Einerseits lauern jene Giftstoffe, deren Verkauf inzwischen verboten wurde, immer noch in vielen Gebäuden; andererseits sind auch neu gemischte Holzschutzmittel gesundheitsgefährdend, warnen Experten in der Doku: Nerven und Muskeln, Bandscheiben und Gelenke können von dem Gift befallen werden. Am schlimmsten trifft es oft das Hirn. Von schwersten Schädigungen ist die Rede, bis hin zur Persönlichkeitsveränderung.

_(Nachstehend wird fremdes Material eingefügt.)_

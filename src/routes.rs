//! API route handlers.

use axum::{
    extract::{Path, State},
    http::StatusCode,
    response::{IntoResponse, Response},
    Json,
};
use std::sync::Arc;

use crate::storage::{Events, Races, Repository, StoreError};
use crate::types::{
    ErrorResponse, GetEventResponse, GetRaceResponse, HealthResponse, ListEventsRequest,
    ListEventsResponse, ListRacesRequest, ListRacesResponse,
};

/// Application state shared across handlers.
pub struct AppState {
    pub races: Repository<Races>,
    pub events: Repository<Events>,
}

/// Error type for API handlers.
#[derive(Debug)]
pub struct ApiError {
    status: StatusCode,
    message: String,
}

impl ApiError {
    pub fn bad_request(msg: impl Into<String>) -> Self {
        Self {
            status: StatusCode::BAD_REQUEST,
            message: msg.into(),
        }
    }

    pub fn not_found(msg: impl Into<String>) -> Self {
        Self {
            status: StatusCode::NOT_FOUND,
            message: msg.into(),
        }
    }

    pub fn internal(msg: impl Into<String>) -> Self {
        Self {
            status: StatusCode::INTERNAL_SERVER_ERROR,
            message: msg.into(),
        }
    }
}

impl From<StoreError> for ApiError {
    fn from(err: StoreError) -> Self {
        match err {
            StoreError::InvalidOrder(_) => ApiError::bad_request(err.to_string()),
            _ => ApiError::internal(err.to_string()),
        }
    }
}

impl IntoResponse for ApiError {
    fn into_response(self) -> Response {
        let body = Json(ErrorResponse {
            error: self.status.to_string(),
            message: self.message,
        });
        (self.status, body).into_response()
    }
}

/// Health check endpoint.
pub async fn health() -> Json<HealthResponse> {
    Json(HealthResponse {
        status: "ok".to_string(),
        version: env!("CARGO_PKG_VERSION").to_string(),
    })
}

/// List races matching an optional filter.
pub async fn list_races(
    State(state): State<Arc<AppState>>,
    Json(req): Json<ListRacesRequest>,
) -> Result<Json<ListRacesResponse>, ApiError> {
    let races = state.races.list(req.filter.as_ref())?;
    Ok(Json(ListRacesResponse { races }))
}

/// Fetch a single race by id.
pub async fn get_race(
    State(state): State<Arc<AppState>>,
    Path(id): Path<String>,
) -> Result<Json<GetRaceResponse>, ApiError> {
    match state.races.get_by_id(&id)? {
        Some(race) => Ok(Json(GetRaceResponse { race })),
        None => Err(ApiError::not_found(format!("no race with id {id:?}"))),
    }
}

/// List sporting events matching an optional filter.
pub async fn list_events(
    State(state): State<Arc<AppState>>,
    Json(req): Json<ListEventsRequest>,
) -> Result<Json<ListEventsResponse>, ApiError> {
    let events = state.events.list(req.filter.as_ref())?;
    Ok(Json(ListEventsResponse { events }))
}

/// Fetch a single sporting event by id.
pub async fn get_event(
    State(state): State<Arc<AppState>>,
    Path(id): Path<String>,
) -> Result<Json<GetEventResponse>, ApiError> {
    match state.events.get_by_id(&id)? {
        Some(event) => Ok(Json(GetEventResponse { event })),
        None => Err(ApiError::not_found(format!("no event with id {id:?}"))),
    }
}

Die Gefahr ist anfangs überhaupt nicht erkennbar. Beispiel Familie Brünnicke: Sie hatte 2003 für 100.000 Euro ein Fertighaus gekauft, das 1978 errichtet worden war. Ein vermeintliches Schnäppchen. Bis die Familie krank wurde: Experten stellten eine hohe Konzentration an giftigen Holzschutzmitteln fest. Familie Brünnicke riss das Fertighaus ab.

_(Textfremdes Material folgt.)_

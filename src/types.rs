//! Request and response types for the Trackside API.

use serde::{Deserialize, Serialize};

use crate::storage::{Entity, Filter};

/// Body of `POST /v1/list-races`.
#[derive(Debug, Default, Deserialize)]
pub struct ListRacesRequest {
    #[serde(default)]
    pub filter: Option<Filter>,
}

#[derive(Debug, Serialize)]
pub struct ListRacesResponse {
    pub races: Vec<Entity>,
}

/// Body of `POST /v1/list-events`.
#[derive(Debug, Default, Deserialize)]
pub struct ListEventsRequest {
    #[serde(default)]
    pub filter: Option<Filter>,
}

#[derive(Debug, Serialize)]
pub struct ListEventsResponse {
    pub events: Vec<Entity>,
}

#[derive(Debug, Serialize)]
pub struct GetRaceResponse {
    pub race: Entity,
}

#[derive(Debug, Serialize)]
pub struct GetEventResponse {
    pub event: Entity,
}

#[derive(Debug, Serialize)]
pub struct HealthResponse {
    pub status: String,
    pub version: String,
}

#[derive(Debug, Serialize)]
pub struct ErrorResponse {
    pub error: String,
    pub message: String,
}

Ähnlich erging es Helga und Volker Zapke: Sie renovierten ein altes Fachwerkhaus. Dass die von ihnen verwendeten Holzschutzmittel hochgiftig sind, erfuhren sie erst nach ein paar Monaten, und zwar am eigenen Leib: Ihre Kinder bekamen schwere Akne, und Helga Zapke leidet noch heute, nach vielen Jahren, an einer Autoimmunerkrankung der Schilddrüse. Mittlerweile leben sie in einem erst später ausgebauten Stall auf wenigen Quadratmetern.
Das Problem solcher Betroffener: Die Beweislast liegt bei ihnen. Für den Kampf gegen die Verursacher gründeten Zapkes deshalb die Interessengemeinschaft Holzschutzmittelgeschädigter (IHG). Denn treffen kann es fast jeden: Handwerker, die mit solchen Lösungsmitteln ständig in Kontakt kommen und von ihrem Arbeitgeber keinen ausreichenden Schutz gestellt bekommen; Heimwerker, die meist nicht ahnen, welche Gefahr ihnen droht, wenn sie mit Holzschutzmitteln hantieren – und sie später täglich einatmen; Mieter von Immobilien, die nicht wissen, welche Stoffe in den Räumen verarbeitet wurden.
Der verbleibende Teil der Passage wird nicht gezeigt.